Ragazzi come Jonas, un richiedente asilo di 18 anni che proviene dall’Eritrea e che ha fatto passi da gigante da quando ha iniziato il corso:”La sua è una storia incredibile – spiega Maria Pia – perchè ha affrontato un viaggio molto simile a quello descritto da Andrea Segre nel documentario “Come un uomo sulla terra”. E’ la prova vivente che quello che si racconta degli interminabili viaggi di queste persone, è vero. Dalla prigionia libica allo sbarco a Lampedusa e successivamente a Siracusa, fino all’arrivo a Roma. Quello che mi ha stupito, è che non ha avuto problemi a parlarne con noi, mentre molti sono più riservati sull’argomento. Anche quando abbiamo fatto una lezione sui sentimenti è stato sincero e spensierato, ci ha detto “oggi sono felice!”. E’ incredibile come, nonostante tutto quello che abbia passato, si riesca a definire tale”. I problemi, per questi ragazzi, infatti, non si limitano alla lingua. Molti di loro vengono dal centro di Castel Nuovo di Porto, noto alla recente cronaca per dei disordini dovuti al fatto che e in queste ultime settimane non hanno neanche ricevuto la quota minima di 75 euro al mese che lo Stato dovrebbe offrirgli. Una situazione insostenibile che rende ancora più importante la presenza di corsi formativi come questo, che permette ad alcuni di loro di trovare lavoro o quanto meno di poterci provare.
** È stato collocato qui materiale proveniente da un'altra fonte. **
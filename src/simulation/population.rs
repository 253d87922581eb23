//! Population scheduler
//!
//! Runs many independent lifetimes on a bounded rayon pool. Each entity's
//! whole lifetime is one task; the registry and collaborator are shared
//! read-only. Entity ids are the entity's index, so the output does not depend
//! on the number of workers.

use rayon::prelude::*;
use serde::Serialize;
use std::time::Instant;

use crate::core::config::SimulationConfig;
use crate::core::error::{Result, SimulationError};
use crate::core::types::EntityId;
use crate::entity::collaborator::Collaborator;
use crate::modules::registry::ModuleRegistry;
use crate::simulation::lifecycle::{simulate_entity, EntityReport};

/// Totals over a population run
#[derive(Debug, Clone, Copy, Default, PartialEq, Eq, Serialize)]
pub struct PopulationSummary {
    pub population: usize,
    pub deceased: usize,
    pub failed: usize,
    pub events: usize,
}

impl PopulationSummary {
    fn of(report: &EntityReport) -> Self {
        Self {
            population: 1,
            deceased: usize::from(report.is_deceased()),
            failed: usize::from(report.is_failed()),
            events: report.events.len(),
        }
    }

    fn merge(self, other: Self) -> Self {
        Self {
            population: self.population + other.population,
            deceased: self.deceased + other.deceased,
            failed: self.failed + other.failed,
            events: self.events + other.events,
        }
    }
}

/// Per-entity reports of a run, in entity order
#[derive(Debug, Clone, PartialEq, Serialize)]
pub struct PopulationReport {
    pub entities: Vec<EntityReport>,
}

impl PopulationReport {
    pub fn summary(&self) -> PopulationSummary {
        self.entities
            .iter()
            .map(PopulationSummary::of)
            .fold(PopulationSummary::default(), PopulationSummary::merge)
    }
}

pub struct Population<'a, C: Collaborator> {
    registry: &'a ModuleRegistry,
    config: SimulationConfig,
    collaborator: C,
}

impl<'a, C: Collaborator> Population<'a, C> {
    pub fn new(registry: &'a ModuleRegistry, config: SimulationConfig, collaborator: C) -> Result<Self> {
        config.validate().map_err(SimulationError::InvalidConfig)?;
        Ok(Self {
            registry,
            config,
            collaborator,
        })
    }

    pub fn config(&self) -> &SimulationConfig {
        &self.config
    }

    /// Simulate a single entity by index, on the calling thread
    pub fn simulate(&self, index: u64) -> EntityReport {
        simulate_entity(self.registry, &self.config, &self.collaborator, EntityId(index))
    }

    /// Simulate the whole population and keep every report
    pub fn run(&self) -> Result<PopulationReport> {
        let pool = self.pool()?;
        let started = Instant::now();
        tracing::info!(
            "Simulating {} entities on {} workers ({} modules)",
            self.config.population,
            self.config.workers,
            self.registry.len()
        );

        let entities: Vec<EntityReport> = pool.install(|| {
            (0..self.config.population)
                .into_par_iter()
                .map(|index| self.simulate(index as u64))
                .collect()
        });

        let report = PopulationReport { entities };
        let summary = report.summary();
        tracing::info!(
            "Simulated {} entities in {:.2?}: {} deceased, {} failed, {} events",
            summary.population,
            started.elapsed(),
            summary.deceased,
            summary.failed,
            summary.events
        );
        Ok(report)
    }

    /// Simulate the whole population, handing each report to `consumer` as
    /// soon as it is done instead of keeping it
    ///
    /// `consumer` is called from worker threads in completion order.
    pub fn run_with<F>(&self, consumer: F) -> Result<PopulationSummary>
    where
        F: Fn(EntityReport) + Sync,
    {
        let pool = self.pool()?;
        let started = Instant::now();
        tracing::info!(
            "Streaming {} entities on {} workers",
            self.config.population,
            self.config.workers
        );

        let summary = pool.install(|| {
            (0..self.config.population)
                .into_par_iter()
                .map(|index| {
                    let report = self.simulate(index as u64);
                    let summary = PopulationSummary::of(&report);
                    consumer(report);
                    summary
                })
                .reduce(PopulationSummary::default, PopulationSummary::merge)
        });

        tracing::info!(
            "Streamed {} entities in {:.2?}: {} deceased, {} failed",
            summary.population,
            started.elapsed(),
            summary.deceased,
            summary.failed
        );
        Ok(summary)
    }

    fn pool(&self) -> Result<rayon::ThreadPool> {
        Ok(rayon::ThreadPoolBuilder::new()
            .num_threads(self.config.workers)
            .build()?)
    }
}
Mentre gli ultimi ragazzi prendono posto, prima della simulazione del test, c’è tempo per i bilanci, che come ogni anno sono positivi: “Siamo molto soddisfatti per il risultato ottenuto da un punto di vista didattico. Purtroppo non siamo riusciti a creare una vera integrazione tra di loro. Solo in alcuni casi abbiamo organizzato dei lavori collettivi particolarmente divertenti, mentre nelle lezioni normali si creano spesso dei gruppetti legati alle etnie.” Dello stesso parere di Maria Pia è Alessandra, una giovane studentessa di lingue che ha seguito i ragazzi passo dopo passo insieme alle altre colleghe Claudia, Nicole, Flavia, Daniela e Iva:” I miglioramenti sono stati evidenti. La difficoltà maggiore all’inizio è stata riuscire a farsi capire, sopratutto con le persone che non parlano inglese. Per fortuna, sia io che altre mie colleghe parliamo arabo, e questo ha reso la mediazione molto più immediata”. I preparativi sono ultimati, e anche gli ultimi studenti hanno preso posto. Le insegnanti distribuiscono i compiti e sui volti degli alunni c’è la tensione di chi conosce l’importanza del momento. Il risultato del test domani potrebbe cambiare la vita di questi ragazzi. Incrociamo le dita.